Odaya girdiğimde hala uyumaya devam eden uykucunun yanına oturdum. "Hey, Bay Uykucu uyan bakalım artık." Birkaç defa dürttüğümde diğer tarafa döndü. Ne istediğini anlamıştım. Gülümseyip üzerinden uzanıp yanağına kocaman bir öpücük kondurdum.
"Uyanmam için yeterli değil." diye mırıldanıp yorganı biraz daha üzerine çekti. Yatağın diğer tarafına geçip yüzüne dağılan saçlarını geri ittim. Dudağını öpüp yavaşça açılan gözlerini izledim. "Bu biraz daha iyiydi." tek kaşımı kaldırarak baktığımda gülümsedi.

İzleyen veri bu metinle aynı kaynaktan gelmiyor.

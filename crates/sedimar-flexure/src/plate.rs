//! Plate-bending deflection under point and gridded loads.
//!
//! Deflection is positive downward (subsidence). The 2-D point-load
//! response is -P/(2 pi rho_m g alpha^2) kei0(r/alpha); in 1-D it is the
//! damped-oscillator line-load solution. Grid loads superpose point
//! responses; on a uniformly spaced grid the kei0 values repeat along
//! rows and are tabulated once per row offset, and output rows are
//! evaluated in parallel.

use crate::kelvin::kei0;
use crate::{FlexureError, Result};
use rayon::prelude::*;
use sedimar_core::{Grid, G, RHO_MANTLE};
use serde::{Deserialize, Serialize};
use tracing::debug;

/// Poisson's ratio of the lithosphere
pub const POISSON: f64 = 0.25;

/// Loads smaller than this are not worth convolving (Pa)
const MIN_LOAD: f64 = 1e-10;

/// The flexure parameter alpha (m): the characteristic wavelength of the
/// plate's response to a point load.
///
/// `n_dim` is 1 for a line-load profile and 2 for a plate.
pub fn flexure_parameter(eet: f64, youngs_modulus: f64, n_dim: usize) -> f64 {
    let rigidity = youngs_modulus * eet.powi(3) / 12.0 / (1.0 - POISSON * POISSON);
    match n_dim {
        1 => (4.0 * rigidity / (RHO_MANTLE * G)).powf(0.25),
        _ => (rigidity / (RHO_MANTLE * G)).powf(0.25),
    }
}

/// Plate properties for one run of the subsidence engine
#[derive(Debug, Clone, Serialize, Deserialize)]
#[serde(rename_all = "camelCase")]
pub struct Isostasy {
    /// Effective elastic thickness (m)
    pub eet: f64,

    /// Young's modulus (Pa)
    pub youngs_modulus: f64,

    /// Relaxation time (yr). Read from configuration for compatibility;
    /// the closed-form elastic kernel does not use it.
    pub relaxation_time: f64,
}

impl Isostasy {
    pub fn new(eet: f64, youngs_modulus: f64) -> Result<Self> {
        if eet <= 0.0 {
            return Err(FlexureError::InvalidParameter(format!(
                "effective elastic thickness must be positive, got {eet}"
            )));
        }
        if youngs_modulus <= 0.0 {
            return Err(FlexureError::InvalidParameter(format!(
                "Youngs modulus must be positive, got {youngs_modulus}"
            )));
        }
        Ok(Self {
            eet,
            youngs_modulus,
            relaxation_time: 0.0,
        })
    }

    pub fn alpha(&self, n_dim: usize) -> f64 {
        flexure_parameter(self.eet, self.youngs_modulus, n_dim)
    }

    /// Deflection along a 1-D profile from a line load at `y_load`:
    /// w(r) = q alpha / (2 rho_m g) e^{-r/alpha} (cos r/alpha + sin r/alpha)
    pub fn point_load_1d(&self, deflection: &mut [f64], y: &[f64], load: f64, y_load: f64) {
        if load.abs() <= MIN_LOAD {
            return;
        }
        let alpha = self.alpha(1);
        let c = load * alpha / (2.0 * RHO_MANTLE * G);
        let inv_alpha = 1.0 / alpha;
        for (w, &yj) in deflection.iter_mut().zip(y) {
            let r = (yj - y_load).abs() * inv_alpha;
            *w += c * (-r).exp() * (r.cos() + r.sin());
        }
    }

    /// Deflection of a 2-D plate from a point load at (x0, y0):
    /// w(r) = -P / (2 pi rho_m g alpha^2) kei0(r/alpha)
    pub fn point_load_2d(
        &self,
        deflection: &mut Grid<f64>,
        x: &[f64],
        y: &[f64],
        load: f64,
        x_load: f64,
        y_load: f64,
    ) {
        if load.abs() <= MIN_LOAD {
            return;
        }
        let alpha = self.alpha(2);
        let c = load / (2.0 * std::f64::consts::PI * RHO_MANTLE * G * alpha * alpha);
        let inv_alpha = 1.0 / alpha;
        for i in 0..deflection.n_x() {
            let dx2 = (x[i] - x_load) * (x[i] - x_load);
            for j in 0..deflection.n_y() {
                let dy2 = (y[j] - y_load) * (y[j] - y_load);
                let r = (dx2 + dy2).sqrt() * inv_alpha;
                deflection[(i, j)] += -c * kei0(r);
            }
        }
    }

    /// Half-plane load abutting the right edge of a 1-D profile:
    /// w(r) = q / (2 rho_m g) e^{-r/alpha} cos(r/alpha)
    pub fn half_plane_load(&self, deflection: &mut [f64], y: &[f64], load: f64) -> Result<()> {
        if y.len() < 2 {
            return Err(FlexureError::NotOneDimensional);
        }
        if load.abs() <= MIN_LOAD {
            return Ok(());
        }
        let alpha = self.alpha(1);
        let inv_alpha = 1.0 / alpha;
        let n = y.len();
        // the plane starts half a cell past the last node
        let y_edge = 1.5 * y[n - 1] - 0.5 * y[n - 2];
        let c = load / (2.0 * RHO_MANTLE * G);
        for (w, &yj) in deflection.iter_mut().zip(y) {
            let r = (y_edge - yj) * inv_alpha;
            *w += c * (-r).exp() * r.cos();
        }
        Ok(())
    }

    /// Deflection of the whole grid under a gridded load field (Pa),
    /// accumulating into `deflection` (m of subsidence).
    ///
    /// Rows of the output are independent, so the convolution runs one
    /// rayon task per output row against a shared kei0 table indexed by
    /// row offset.
    pub fn grid_load(
        &self,
        deflection: &mut Grid<f64>,
        load: &Grid<f64>,
        dx: f64,
        dy: f64,
    ) -> Result<()> {
        if deflection.n_x() != load.n_x() || deflection.n_y() != load.n_y() {
            return Err(FlexureError::ShapeMismatch(
                load.n_x(),
                load.n_y(),
                deflection.n_x(),
                deflection.n_y(),
            ));
        }

        let n_x = load.n_x();
        let n_y = load.n_y();

        if n_x == 1 {
            let y: Vec<f64> = (0..n_y).map(|j| j as f64 * dy).collect();
            let row = deflection.row_mut(0);
            for j in 0..n_y {
                let q = load[(0, j)];
                if q.abs() > MIN_LOAD {
                    self.point_load_1d(row, &y, q * dy, y[j]);
                }
            }
            return Ok(());
        }

        let alpha = self.alpha(2);
        let inv_alpha = 1.0 / alpha;
        let inv_c = 1.0 / (2.0 * std::f64::consts::PI * RHO_MANTLE * G * alpha * alpha);

        // kei0 over every (row offset, column offset) pair
        let kei_table: Vec<Vec<f64>> = (0..n_x)
            .map(|d_row| {
                let dx2 = (d_row as f64 * dx) * (d_row as f64 * dx);
                (0..n_y)
                    .map(|k| {
                        let dy2 = (k as f64 * dy) * (k as f64 * dy);
                        kei0((dx2 + dy2).sqrt() * inv_alpha)
                    })
                    .collect()
            })
            .collect();

        debug!(n_x, n_y, alpha, "flexure grid convolution");

        let cell_area = dx * dy;
        deflection
            .as_mut_slice()
            .par_chunks_mut(n_y)
            .enumerate()
            .for_each(|(i_out, w_row)| {
                for i_load in 0..n_x {
                    let d_row = i_out.abs_diff(i_load);
                    let kei_row = &kei_table[d_row];
                    let load_row = load.row(i_load);
                    for (k, &q) in load_row.iter().enumerate() {
                        if q.abs() <= MIN_LOAD {
                            continue;
                        }
                        let c = q * cell_area * inv_c;
                        for (j, w) in w_row.iter_mut().enumerate() {
                            *w += -c * kei_row[j.abs_diff(k)];
                        }
                    }
                }
            });

        Ok(())
    }
}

"Hadi kalk, ben anneme gideceğim daha."
"Boşver anneni, yataktan çıkmayalım bugün." kollarını belime sarıp benimde yatmamı sağladı.
"Lou, hadi ama. Annem beni bekliyor Alfam, lütfen." gülümsemesi büyüdüğünde kollarımı boynuna sardım. "Seni mutfakta bekliyorum, çabuk ol." dudağına son bir kez öpücük bırakıp yataktan çıktım.
"Beni hep kandırıyorsun Mi amor! Aklımı başımdan alıp kaçıyorsun."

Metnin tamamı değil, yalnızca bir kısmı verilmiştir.